When a line below contains the string "paths", show that line.

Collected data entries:
=== Section Start ===

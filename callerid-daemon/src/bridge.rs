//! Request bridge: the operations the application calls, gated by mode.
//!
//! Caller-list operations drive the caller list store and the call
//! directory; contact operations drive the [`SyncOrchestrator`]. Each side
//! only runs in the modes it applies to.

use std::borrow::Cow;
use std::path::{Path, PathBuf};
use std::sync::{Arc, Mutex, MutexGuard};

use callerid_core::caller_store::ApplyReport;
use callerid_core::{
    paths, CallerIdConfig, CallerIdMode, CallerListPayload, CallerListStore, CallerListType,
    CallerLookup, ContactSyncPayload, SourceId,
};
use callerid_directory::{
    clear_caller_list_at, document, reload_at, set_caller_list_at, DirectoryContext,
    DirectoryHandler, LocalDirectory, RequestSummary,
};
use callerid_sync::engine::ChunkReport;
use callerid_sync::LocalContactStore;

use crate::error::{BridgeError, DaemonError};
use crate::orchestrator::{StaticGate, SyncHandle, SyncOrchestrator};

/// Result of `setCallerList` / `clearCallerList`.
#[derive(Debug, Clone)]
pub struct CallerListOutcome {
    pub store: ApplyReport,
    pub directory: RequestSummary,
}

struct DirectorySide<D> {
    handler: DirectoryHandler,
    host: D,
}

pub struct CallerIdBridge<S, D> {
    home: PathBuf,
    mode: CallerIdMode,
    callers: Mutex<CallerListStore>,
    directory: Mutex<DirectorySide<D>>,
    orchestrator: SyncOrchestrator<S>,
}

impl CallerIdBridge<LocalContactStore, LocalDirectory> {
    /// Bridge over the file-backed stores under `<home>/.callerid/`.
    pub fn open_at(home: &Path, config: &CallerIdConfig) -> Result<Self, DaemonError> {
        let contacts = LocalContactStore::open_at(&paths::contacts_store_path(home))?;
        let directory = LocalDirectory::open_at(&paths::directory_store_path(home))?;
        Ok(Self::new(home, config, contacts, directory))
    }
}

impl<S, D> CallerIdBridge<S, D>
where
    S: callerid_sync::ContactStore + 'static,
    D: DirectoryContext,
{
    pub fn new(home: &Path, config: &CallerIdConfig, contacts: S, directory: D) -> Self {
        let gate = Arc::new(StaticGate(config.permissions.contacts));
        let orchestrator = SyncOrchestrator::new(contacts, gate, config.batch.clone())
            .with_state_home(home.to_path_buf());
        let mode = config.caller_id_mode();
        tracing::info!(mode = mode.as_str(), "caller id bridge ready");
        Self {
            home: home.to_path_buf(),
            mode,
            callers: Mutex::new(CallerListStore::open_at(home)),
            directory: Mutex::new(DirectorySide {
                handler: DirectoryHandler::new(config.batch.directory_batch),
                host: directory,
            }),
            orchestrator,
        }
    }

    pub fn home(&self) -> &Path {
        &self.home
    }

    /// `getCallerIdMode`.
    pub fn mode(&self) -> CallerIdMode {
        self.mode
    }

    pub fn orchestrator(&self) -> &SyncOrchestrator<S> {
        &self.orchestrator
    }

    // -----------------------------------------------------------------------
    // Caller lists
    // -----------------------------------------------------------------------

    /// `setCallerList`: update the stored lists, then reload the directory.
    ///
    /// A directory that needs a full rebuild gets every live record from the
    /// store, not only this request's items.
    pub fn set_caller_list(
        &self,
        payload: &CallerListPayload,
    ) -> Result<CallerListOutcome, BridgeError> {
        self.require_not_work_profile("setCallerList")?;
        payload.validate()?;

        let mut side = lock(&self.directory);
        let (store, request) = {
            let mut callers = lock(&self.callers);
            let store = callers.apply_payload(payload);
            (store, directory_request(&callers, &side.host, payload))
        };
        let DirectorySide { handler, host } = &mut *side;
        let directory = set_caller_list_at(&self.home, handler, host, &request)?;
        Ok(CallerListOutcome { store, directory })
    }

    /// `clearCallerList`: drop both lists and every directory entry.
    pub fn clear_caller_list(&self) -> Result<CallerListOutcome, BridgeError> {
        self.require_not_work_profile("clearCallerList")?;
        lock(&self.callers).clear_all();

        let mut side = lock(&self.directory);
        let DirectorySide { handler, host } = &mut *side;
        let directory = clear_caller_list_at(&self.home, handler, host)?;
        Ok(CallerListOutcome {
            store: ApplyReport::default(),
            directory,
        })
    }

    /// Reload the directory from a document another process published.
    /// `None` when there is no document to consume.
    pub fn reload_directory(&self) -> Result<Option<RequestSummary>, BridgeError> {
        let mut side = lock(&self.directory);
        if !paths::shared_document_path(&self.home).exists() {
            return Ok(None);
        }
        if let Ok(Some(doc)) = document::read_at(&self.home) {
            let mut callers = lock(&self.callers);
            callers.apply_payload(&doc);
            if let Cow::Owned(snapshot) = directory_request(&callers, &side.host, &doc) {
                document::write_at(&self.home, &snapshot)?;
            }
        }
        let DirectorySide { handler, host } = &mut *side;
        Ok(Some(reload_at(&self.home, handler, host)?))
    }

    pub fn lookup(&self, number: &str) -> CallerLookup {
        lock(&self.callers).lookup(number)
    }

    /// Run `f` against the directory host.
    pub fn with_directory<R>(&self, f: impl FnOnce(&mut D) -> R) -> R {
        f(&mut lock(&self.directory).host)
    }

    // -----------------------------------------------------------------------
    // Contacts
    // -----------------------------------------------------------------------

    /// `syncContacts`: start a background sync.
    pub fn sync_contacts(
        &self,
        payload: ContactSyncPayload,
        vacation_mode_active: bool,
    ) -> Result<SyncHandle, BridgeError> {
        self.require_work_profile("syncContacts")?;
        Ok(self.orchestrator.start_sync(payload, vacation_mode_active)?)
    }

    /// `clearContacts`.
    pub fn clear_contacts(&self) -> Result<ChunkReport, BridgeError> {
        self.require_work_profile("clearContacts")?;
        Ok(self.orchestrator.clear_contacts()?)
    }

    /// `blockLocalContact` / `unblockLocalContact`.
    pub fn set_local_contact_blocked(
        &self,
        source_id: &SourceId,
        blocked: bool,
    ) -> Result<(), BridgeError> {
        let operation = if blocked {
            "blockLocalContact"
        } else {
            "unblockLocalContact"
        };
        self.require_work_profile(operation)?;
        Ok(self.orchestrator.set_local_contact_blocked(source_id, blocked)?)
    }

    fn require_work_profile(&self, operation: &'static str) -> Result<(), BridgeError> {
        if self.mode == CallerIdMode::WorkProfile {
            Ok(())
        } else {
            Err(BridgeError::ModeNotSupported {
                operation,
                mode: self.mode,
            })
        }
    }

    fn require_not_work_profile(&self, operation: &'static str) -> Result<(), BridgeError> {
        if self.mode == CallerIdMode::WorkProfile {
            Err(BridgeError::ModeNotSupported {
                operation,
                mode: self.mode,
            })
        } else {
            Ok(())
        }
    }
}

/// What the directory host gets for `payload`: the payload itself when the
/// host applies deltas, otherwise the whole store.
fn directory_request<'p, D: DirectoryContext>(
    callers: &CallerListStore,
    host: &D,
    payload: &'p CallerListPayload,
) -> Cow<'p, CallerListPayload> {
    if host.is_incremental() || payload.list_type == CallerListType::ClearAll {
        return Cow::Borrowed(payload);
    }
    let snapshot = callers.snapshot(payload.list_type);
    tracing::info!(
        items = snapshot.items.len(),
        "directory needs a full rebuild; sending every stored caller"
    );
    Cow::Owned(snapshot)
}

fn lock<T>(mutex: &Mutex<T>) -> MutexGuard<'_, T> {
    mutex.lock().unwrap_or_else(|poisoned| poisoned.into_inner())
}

=== Section End ===
=== Section Start ===

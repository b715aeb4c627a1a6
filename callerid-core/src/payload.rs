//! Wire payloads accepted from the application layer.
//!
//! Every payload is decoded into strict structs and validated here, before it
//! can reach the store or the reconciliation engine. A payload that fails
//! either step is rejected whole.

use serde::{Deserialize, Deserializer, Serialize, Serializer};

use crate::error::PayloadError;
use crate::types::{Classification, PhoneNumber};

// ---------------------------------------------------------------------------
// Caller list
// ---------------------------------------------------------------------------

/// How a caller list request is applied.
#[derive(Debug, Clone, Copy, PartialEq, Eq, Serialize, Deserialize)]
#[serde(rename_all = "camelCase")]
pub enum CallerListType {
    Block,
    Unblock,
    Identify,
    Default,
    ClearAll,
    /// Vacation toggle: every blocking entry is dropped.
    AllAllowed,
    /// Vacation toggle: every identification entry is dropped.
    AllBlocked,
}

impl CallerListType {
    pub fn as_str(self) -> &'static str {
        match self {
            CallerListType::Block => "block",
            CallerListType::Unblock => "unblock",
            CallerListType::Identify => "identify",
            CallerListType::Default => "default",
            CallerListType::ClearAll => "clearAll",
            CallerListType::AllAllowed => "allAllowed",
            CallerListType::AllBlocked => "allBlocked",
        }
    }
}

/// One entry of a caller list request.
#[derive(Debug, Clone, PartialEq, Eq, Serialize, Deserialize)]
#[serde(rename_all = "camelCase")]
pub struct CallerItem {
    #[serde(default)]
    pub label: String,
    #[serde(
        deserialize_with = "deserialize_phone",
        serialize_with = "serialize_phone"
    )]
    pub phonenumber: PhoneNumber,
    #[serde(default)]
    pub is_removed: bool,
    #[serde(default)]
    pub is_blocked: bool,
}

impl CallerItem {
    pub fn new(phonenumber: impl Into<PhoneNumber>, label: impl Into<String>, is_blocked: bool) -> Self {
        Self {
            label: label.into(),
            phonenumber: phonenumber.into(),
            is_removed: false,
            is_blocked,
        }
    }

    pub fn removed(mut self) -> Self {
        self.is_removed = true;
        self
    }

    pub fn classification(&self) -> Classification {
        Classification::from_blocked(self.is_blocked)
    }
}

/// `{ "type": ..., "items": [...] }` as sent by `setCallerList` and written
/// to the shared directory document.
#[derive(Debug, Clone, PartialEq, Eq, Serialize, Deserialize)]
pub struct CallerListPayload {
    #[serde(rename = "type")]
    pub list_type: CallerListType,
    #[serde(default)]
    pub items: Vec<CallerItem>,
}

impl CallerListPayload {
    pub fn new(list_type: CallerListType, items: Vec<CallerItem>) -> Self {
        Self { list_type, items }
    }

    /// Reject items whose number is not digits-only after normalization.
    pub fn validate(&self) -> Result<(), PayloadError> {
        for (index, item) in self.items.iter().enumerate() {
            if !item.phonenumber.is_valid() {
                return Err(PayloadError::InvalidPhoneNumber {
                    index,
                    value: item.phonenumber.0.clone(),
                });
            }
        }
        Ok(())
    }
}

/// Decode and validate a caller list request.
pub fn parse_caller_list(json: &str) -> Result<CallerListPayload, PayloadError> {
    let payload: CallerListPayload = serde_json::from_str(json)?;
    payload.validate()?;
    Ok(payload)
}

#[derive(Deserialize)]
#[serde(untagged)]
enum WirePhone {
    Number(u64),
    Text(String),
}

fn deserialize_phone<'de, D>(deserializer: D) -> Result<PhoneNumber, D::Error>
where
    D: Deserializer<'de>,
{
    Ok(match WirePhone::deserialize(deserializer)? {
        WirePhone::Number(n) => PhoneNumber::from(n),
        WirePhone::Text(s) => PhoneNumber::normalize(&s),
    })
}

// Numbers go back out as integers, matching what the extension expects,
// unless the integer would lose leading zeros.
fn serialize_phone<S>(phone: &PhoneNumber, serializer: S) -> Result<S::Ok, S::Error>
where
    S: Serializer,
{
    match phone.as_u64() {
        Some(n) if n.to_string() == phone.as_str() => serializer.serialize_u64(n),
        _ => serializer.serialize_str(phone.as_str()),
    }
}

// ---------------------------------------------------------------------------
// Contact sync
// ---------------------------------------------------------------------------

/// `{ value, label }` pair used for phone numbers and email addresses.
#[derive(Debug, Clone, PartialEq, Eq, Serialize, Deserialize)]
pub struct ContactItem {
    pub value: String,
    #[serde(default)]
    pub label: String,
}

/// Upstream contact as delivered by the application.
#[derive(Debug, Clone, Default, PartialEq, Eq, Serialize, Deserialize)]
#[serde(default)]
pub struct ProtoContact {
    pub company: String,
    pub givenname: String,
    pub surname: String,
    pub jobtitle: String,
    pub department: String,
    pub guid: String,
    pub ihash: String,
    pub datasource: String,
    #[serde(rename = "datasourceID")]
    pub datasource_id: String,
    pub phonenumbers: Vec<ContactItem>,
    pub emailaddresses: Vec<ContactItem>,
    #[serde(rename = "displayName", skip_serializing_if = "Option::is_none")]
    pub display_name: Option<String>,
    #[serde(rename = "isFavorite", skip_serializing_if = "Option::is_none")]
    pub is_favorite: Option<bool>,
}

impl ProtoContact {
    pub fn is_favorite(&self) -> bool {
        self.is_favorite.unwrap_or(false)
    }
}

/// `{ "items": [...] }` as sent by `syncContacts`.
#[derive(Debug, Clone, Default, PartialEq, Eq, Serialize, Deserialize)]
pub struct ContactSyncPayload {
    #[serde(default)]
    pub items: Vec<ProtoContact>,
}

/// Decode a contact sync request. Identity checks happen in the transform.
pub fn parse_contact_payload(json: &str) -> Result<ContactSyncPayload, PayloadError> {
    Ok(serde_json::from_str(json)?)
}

=== Section End ===

SOLUTION FOR THIS PROBLEM:
    paths, CallerIdConfig, CallerIdMode, CallerListPayload, CallerListStore, CallerListType,
        let contacts = LocalContactStore::open_at(&paths::contacts_store_path(home))?;
        let directory = LocalDirectory::open_at(&paths::directory_store_path(home))?;
        if !paths::shared_document_path(&self.home).exists() {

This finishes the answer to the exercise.